Upon enrollment, a participant may direct participant contributions to any of the Plan’s fund options. Participants may change their investment options daily online with Merrill Lynch (the Trustee), but can change their contribution percents only monthly. Participants can elect to discontinue their contributions to the Plan at any time; however, those participants must wait until the next available entrance date to participate again. Employer contributions are invested in the participant’s investment options using the participant’s directed investment selections.
4
Triad Guaranty Inc.
401(k) Profit Sharing Plan
Notes to Financial Statements
(Modified Cash Basis) (continued)
1. Description of Plan (continued)
Forfeitures
Forfeitures of matching contributions totaled $17,439 and $15,883 at December 31, 2007 and 2006, respectively. Forfeitures of matching contributions totaling $15,883 were used to reduce employer contributions during the year.
Participant Accounts
Each participant’s account is credited with the participant’s contributions (elective deferral contribution) and allocations of (a) the Company’s contributions and (b) the Plan’s earnings. Allocations are based on participants’ compensation and account balances. The benefit to which a participant is entitled is the benefit that can be provided from the participant’s account.
Vesting
Participants are immediately vested in their own contributions plus actual earnings thereon. Vesting in the Company contribution portion of their accounts plus actual earnings thereon is based on years of continuous service. Participants are 20% vested after one year of service, 40% vested after two years, 60% vested after three years, 80% vested after four years, and 100% vested after five years.
Participants Loans
Participants may borrow from their fund accounts a minimum of $1,000 up to a maximum equal to the lesser of $50,000 or 50% of their vested account balance. Loan terms range from one through five years or up to 30 years for the purchase of a primary residence. The loans are secured by the balance in the participant’s account and bear interest at a rate commensurate with local prevailing rates as determined quarterly by the Plan administrator. Principal and interest are paid ratably through semi-monthly payroll deductions.
5
Triad Guaranty Inc.
401(k) Profit Sharing Plan
Notes to Financial Statements
(Modified Cash Basis) (continued)
1. Description of Plan (continued)
Payment of Benefits
On termination of service, a participant may receive a lump-sum payment equal to the vested value of his or her account or may elect, subject to minimum balances, to leave the vested portion of the account with the Plan. Upon disability or retirement, a participant may receive either a lump-sum payment equal to the vested value of his or her account, or choose from several annuity options. Beneficiaries of Plan participants have the same benefit payment options as disabled or retired participants upon the death of participants.
Plan Termination
Although it has not expressed any intent to do so, the Company has the right under the Plan to discontinue its contributions at any time and to terminate the Plan subject to the provisions of ERISA. In the event of Plan termination, participants will become 100 percent vested in their accounts.

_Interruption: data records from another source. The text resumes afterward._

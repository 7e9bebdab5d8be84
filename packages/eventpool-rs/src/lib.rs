//! # eventpool
//!
//! An in-process rendezvous point between producers that emit named,
//! addressed events and consumers that pull the events addressed to them,
//! one at a time.
//!
//! ## Core Concepts
//!
//! The pool inverts the usual push model:
//! - A producer [`emit`](EventPool::emit)s an event for a recipient id. The
//!   recipient does not need to be listening.
//! - A consumer [`pull`](EventPool::pull)s its next event, suspending until
//!   one arrives or the pull times out.
//!
//! Every emit returns an [`Emission`] that can be awaited. By default it
//! resolves once the event is pulled; with
//! [`emit_and_wait`](EventPool::emit_and_wait) it resolves once the consumer
//! marks the [`EventRecord`] handled.
//!
//! ## Architecture
//!
//! ```text
//! Producer                       EventPool                        Consumer
//!    │                                                               │
//!    │ emit(r, name, args) ──► queue[r].pending ──► pull(r) ◄────────┤
//!    │                            │  (or hand-off to the oldest      │
//!    │                            │   suspended pull)                │
//!    │                            ▼                                  │
//!    │                       queue[r].active ◄── tracked until ──────┤
//!    │                                           complete()/fail()   │
//!    ▼
//! Emission.await ── Pulled | Handled(result) | Failed | Timeout
//! ```
//!
//! ## Timeouts
//!
//! Three independent limits, all optional:
//!
//! | Limit                | Starts    | Ends      | Error                              |
//! |----------------------|-----------|-----------|------------------------------------|
//! | `max_pending_events` | -         | -         | `CapacityExceeded` on emit         |
//! | `pending_timeout`    | emit      | pulled    | `Timeout { stage: Pending }`       |
//! | `handling_timeout`   | pulled    | handled   | `Timeout { stage: Handling }`      |
//!
//! A pull has its own wait window (30 seconds by default) and fails with
//! `Timeout { stage: Pull }` when it elapses.
//!
//! ## Guarantees
//!
//! - **FIFO per recipient**, including the order in which suspended pulls
//!   are served
//! - **At most once**: a record is returned by exactly one pull
//! - **In-memory only**: no persistence, no cross-process sharing
//!
//! ## Example
//!
//! ```
//! use eventpool::{Delivery, EventPool};
//! use serde_json::json;
//!
//! # #[tokio::main(flavor = "current_thread")]
//! # async fn main() -> Result<(), eventpool::PoolError> {
//! let pool = EventPool::new();
//!
//! let emission = pool.emit("worker-1", "ping", vec![json!(1)])?;
//!
//! let record = pool.pull("worker-1").await?;
//! assert_eq!(record.name(), "ping");
//!
//! assert_eq!(emission.await?, Delivery::Pulled);
//! # Ok(())
//! # }
//! ```

mod config;
mod error;
mod pool;
mod queue;
mod record;


// Re-export configuration types
pub use crate::config::{
    EventOptions, PoolOptions, PullOptions, DEFAULT_MAX_PENDING_EVENTS, DEFAULT_PULL_TIMEOUT,
};

// Re-export error types
pub use crate::error::{PoolError, Result, TimeoutStage};

// Re-export pool types (primary entry point)
pub use crate::pool::{Emission, EventPool};

// Re-export record types
pub use crate::record::{Delivery, EventId, EventRecord, EventState, Signal};
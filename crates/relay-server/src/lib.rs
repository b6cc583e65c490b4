//! relay-server library crate.
//!
//! A minimal websocket relay: clients connect under a user identity, any text
//! message one client sends is fanned out to every other connected client,
//! and the sender receives an acknowledgment.
//!
//! # Architecture (clean architecture)
//!
//! ```text
//! Client (JSON over WebSocket, ?user=<identity>)
//!         ↕
//! [relay-server]
//!   ├── domain/           Pure types: ServerConfig, query-string parsing
//!   ├── application/      Message dispatch: decode, stamp, fan out, ack
//!   └── infrastructure/
//!         ├── connection/ Frame writer over the tungstenite sink
//!         ├── registry/   The session table and its single exclusive lock
//!         └── ws_server/  Accept loop, upgrade handler, per-user read loop
//! ```
//!
//! # Layer rules
//!
//! - `domain` has no I/O, no async, no frameworks.
//! - `application` depends on `domain`, `relay-core`, and the
//!   `RelayConnection` seam only.
//! - `infrastructure` depends on everything plus `tokio` and `tungstenite`.

/// Domain layer: configuration and identity parsing (no I/O).
pub mod domain;

/// Application layer: the message handler.
pub mod application;

/// Infrastructure layer: websocket server, connections, session registry.
pub mod infrastructure;
//! Extraction of the `user` identity from an upgrade request.
//!
//! Clients connect to `ws://host:port/?user=<identity>`.  The identity is the
//! registry key, so parsing lives in the domain layer where it can be tested
//! without a socket.  Decoding follows standard query-string rules: `+` means
//! space and `%XX` is a percent-encoded byte; a pair that fails to decode is
//! skipped rather than failing the whole query.

/// Returns the value of the first well-formed `user` parameter in `query`,
/// or the empty string when the parameter is missing.
///
/// The caller treats an empty result as "no identity": the connection is
/// closed without being registered.
pub fn user_from_query(query: Option<&str>) -> String {
    let Some(query) = query else {
        return String::new();
    };

    for pair in query.split('&') {
        let (key, value) = pair.split_once('=').unwrap_or((pair, ""));
        if decode_component(key).as_deref() != Some("user") {
            continue;
        }
        if let Some(user) = decode_component(value) {
            return user;
        }
        // Malformed percent-escape in this pair; a later duplicate may
        // still be well-formed.
    }

    String::new()
}

/// Percent-decodes one query-string component.
///
/// Returns `None` when the component contains a truncated or non-hex
/// `%` escape.
fn decode_component(component: &str) -> Option<String> {
    let bytes = component.as_bytes();
    let mut decoded = Vec::with_capacity(bytes.len());
    let mut i = 0;

    while i < bytes.len() {
        match bytes[i] {
            b'+' => {
                decoded.push(b' ');
                i += 1;
            }
            b'%' => {
                let hi = hex_value(*bytes.get(i + 1)?)?;
                let lo = hex_value(*bytes.get(i + 2)?)?;
                decoded.push(hi << 4 | lo);
                i += 3;
            }
            other => {
                decoded.push(other);
                i += 1;
            }
        }
    }

    Some(String::from_utf8_lossy(&decoded).into_owned())
}

fn hex_value(byte: u8) -> Option<u8> {
    match byte {
        b'0'..=b'9' => Some(byte - b'0'),
        b'a'..=b'f' => Some(byte - b'a' + 10),
        b'A'..=b'F' => Some(byte - b'A' + 10),
        _ => None,
    }
}

// ── Tests ─────────────────────────────────────────────────────────────────────
//! The session registry: one live connection per user identity.
//!
//! A single `tokio::sync::Mutex` over the user → connection table is the only
//! synchronisation in the server.  Every read, write, and iteration of the
//! table — including the peer writes performed while fanning a message out —
//! happens with that lock held, so a broadcast can never observe a login or
//! removal mid-flight, and two broadcasts never interleave.  The cost is that
//! the table is unavailable for the full duration of a fan-out, up to the
//! write deadline per slow peer; that trade is intentional and load-bearing
//! for the consistency guarantees above.
//!
//! # Lifecycle
//!
//! [`Registry::put`] always overwrites and hands the evicted connection back
//! to the caller.  On a duplicate login the upgrade handler closes both the
//! evicted and the fresh connection (via [`Registry::close`]) and walks away;
//! the dead entry lingers until the evicted session's read loop exits and
//! removes the key.  [`Registry::shutdown`] runs at most once and closes
//! every registered connection *in place*: read loops notice their socket
//! closing and deregister themselves.

use std::collections::HashMap;
use std::sync::atomic::{AtomicBool, Ordering};
use std::time::Duration;

use tokio::sync::Mutex;
use tracing::{debug, warn};

use super::connection::RelayConnection;

/// Counters describing one fan-out pass, for logging and tests.
#[derive(Debug, Clone, Copy, PartialEq, Eq)]
pub struct BroadcastOutcome {
    /// Peers the notify frame was written to successfully.
    pub delivered: usize,
    /// Peers whose write failed and was skipped.
    pub failed: usize,
    /// Whether the acknowledgment reached the sender.  `false` when the
    /// sender's write failed or its entry was already gone.
    pub acked: bool,
}

/// Thread-safe mapping from user identity to its active connection.
pub struct Registry<C: RelayConnection> {
    table: Mutex<HashMap<String, C>>,
    /// Deadline applied to every frame written during fan-out.
    write_wait: Duration,
    /// Latch ensuring [`shutdown`](Self::shutdown) runs its body once.
    shutdown_started: AtomicBool,
}

impl<C: RelayConnection> Registry<C> {
    /// Creates an empty registry whose fan-out writes use `write_wait` as
    /// their deadline.
    pub fn new(write_wait: Duration) -> Self {
        Self {
            table: Mutex::new(HashMap::new()),
            write_wait,
            shutdown_started: AtomicBool::new(false),
        }
    }

    /// Atomically stores `conn` under `user`, returning whatever was stored
    /// before.
    ///
    /// Always overwrites.  When a previous connection comes back the caller
    /// owns the duplicate-login policy: close the returned connection *and*
    /// the one just stored (see [`close`](Self::close)).
    pub async fn put(&self, user: &str, conn: C) -> Option<C> {
        let mut table = self.table.lock().await;
        table.insert(user.to_owned(), conn)
    }

    /// Removes the mapping for `user` if present and hands the connection
    /// back for closing.  Idempotent.
    pub async fn remove(&self, user: &str) -> Option<C> {
        let mut table = self.table.lock().await;
        table.remove(user)
    }

    /// Closes `user`'s registered connection in place, leaving the entry in
    /// the table.  No-op when the user is not registered.
    pub async fn close(&self, user: &str) {
        let mut table = self.table.lock().await;
        if let Some(conn) = table.get_mut(user) {
            conn.close().await;
        }
    }

    /// `true` when `user` currently has an entry (live or already closed).
    pub async fn is_registered(&self, user: &str) -> bool {
        let table = self.table.lock().await;
        table.contains_key(user)
    }

    /// Number of entries currently in the table.
    pub async fn len(&self) -> usize {
        let table = self.table.lock().await;
        table.len()
    }

    /// `true` when no user is registered.
    pub async fn is_empty(&self) -> bool {
        self.len().await == 0
    }

    /// Fans `notify` out to every registered user except `sender`, then
    /// writes `response` to `sender`'s own connection — all under one
    /// exclusive critical section.
    ///
    /// A peer whose write fails is logged and skipped; the fan-out continues
    /// and nothing is retried.  The acknowledgment is silently dropped when
    /// the sender's entry has meanwhile disappeared.  Iteration order over
    /// peers is unspecified.
    pub async fn broadcast(&self, sender: &str, notify: &str, response: &str) -> BroadcastOutcome {
        let mut table = self.table.lock().await;

        let mut delivered = 0;
        let mut failed = 0;
        for (user, conn) in table.iter_mut() {
            if user == sender {
                continue;
            }
            match conn.write_text(notify.to_owned(), self.write_wait).await {
                Ok(()) => delivered += 1,
                Err(e) => {
                    warn!("write to {user} failed: {e}");
                    failed += 1;
                }
            }
        }

        let acked = match table.get_mut(sender) {
            Some(conn) => {
                match conn.write_text(response.to_owned(), self.write_wait).await {
                    Ok(()) => true,
                    Err(e) => {
                        // The sender may have half-closed between reading its
                        // frame and this acknowledgment.
                        debug!("acknowledgment to {sender} failed: {e}");
                        false
                    }
                }
            }
            None => {
                debug!("sender {sender} deregistered before acknowledgment; skipping");
                false
            }
        };

        BroadcastOutcome {
            delivered,
            failed,
            acked,
        }
    }

    /// Closes every registered connection.  Executes at most once no matter
    /// how many times or from how many tasks it is invoked.
    ///
    /// The table is deliberately *not* cleared and read loops are not
    /// signalled: each loop observes its socket closing as a read error and
    /// deregisters itself.
    pub async fn shutdown(&self) {
        if self.shutdown_started.swap(true, Ordering::SeqCst) {
            return;
        }

        let mut table = self.table.lock().await;
        debug!("shutdown: closing {} connection(s)", table.len());
        for conn in table.values_mut() {
            conn.close().await;
        }
    }
}

// ── Tests ─────────────────────────────────────────────────────────────────────
//! Mock connection for unit testing.
//!
//! Lets registry and dispatch tests observe exactly which frames were written
//! to which user and how many times each connection was closed, without a
//! running listener.  A probe handle stays valid after the connection itself
//! has been moved into the registry.

use std::sync::atomic::{AtomicUsize, Ordering};
use std::sync::{Arc, Mutex};
use std::time::Duration;

use super::connection::{RelayConnection, WriteError};

/// A [`RelayConnection`] that records writes instead of touching a socket.
pub struct MockConnection {
    writes: Arc<Mutex<Vec<String>>>,
    close_count: Arc<AtomicUsize>,
    fail_writes: bool,
}

/// Shared view of a [`MockConnection`]'s recorded activity.
#[derive(Clone)]
pub struct MockProbe {
    writes: Arc<Mutex<Vec<String>>>,
    close_count: Arc<AtomicUsize>,
}

impl MockConnection {
    /// Creates a mock whose writes always succeed.
    pub fn new() -> Self {
        Self {
            writes: Arc::new(Mutex::new(Vec::new())),
            close_count: Arc::new(AtomicUsize::new(0)),
            fail_writes: false,
        }
    }

    /// Creates a mock whose writes always fail, simulating a half-closed or
    /// stalled peer.
    pub fn failing() -> Self {
        Self {
            fail_writes: true,
            ..Self::new()
        }
    }

    /// Returns a probe that keeps observing this connection after it has
    /// been moved into a registry.
    pub fn probe(&self) -> MockProbe {
        MockProbe {
            writes: Arc::clone(&self.writes),
            close_count: Arc::clone(&self.close_count),
        }
    }
}

impl Default for MockConnection {
    fn default() -> Self {
        Self::new()
    }
}

impl MockProbe {
    /// All payloads written so far, in write order.
    pub fn written(&self) -> Vec<String> {
        self.writes.lock().expect("lock poisoned").clone()
    }

    /// Number of times `close` has been called.
    pub fn close_count(&self) -> usize {
        self.close_count.load(Ordering::SeqCst)
    }
}

impl RelayConnection for MockConnection {
    async fn write_text(&mut self, payload: String, deadline: Duration) -> Result<(), WriteError> {
        if self.fail_writes {
            return Err(WriteError::DeadlineExceeded(deadline));
        }
        self.writes.lock().expect("lock poisoned").push(payload);
        Ok(())
    }

    async fn close(&mut self) {
        let _ = self.close_count.fetch_add(1, Ordering::SeqCst);
    }
}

2. Summary of Accounting Policies
Basis of Accounting
The financial statements of the Plan are prepared under the modified cash basis of accounting, which is a comprehensive basis of accounting other than U.S. generally accepted accounting principles. Under this basis, investments are recorded at fair value, contributions are recorded when received and benefits are recorded when paid.
6
Triad Guaranty Inc.
401(k) Profit Sharing Plan
Notes to Financial Statements
(Modified Cash Basis) (continued)
2. Summary of Accounting Policies (continued)
Recent Accounting Pronouncements
In September 2006, the FASB issued Statement on Financial Accounting Standards (SFAS) No. 157 (FAS 157), Fair Value Measurement. This standard clarifies the definition of fair value for financial reporting, establishes a framework for measuring fair value and requires additional disclosures about the use of fair value measurements. FAS 157 is effective for the Plan beginning January 1, 2008. Plan management is currently evaluating the effect that the provisions of FAS 157 will have on the Plan’s financial statements.
Investment Valuation and Income Recognition
The Plan’s investments are stated at fair value, which generally equals the quoted market price on the last business day of the Plan year. The shares of registered investment companies or common stock are valued at quoted active market prices that represent the net asset value of shares held by the Plan at year-end. The contract value of participation units owned in the collective trust fund are based on quoted redemption values, as determined by the Trustee, on the last business day of the Plan year.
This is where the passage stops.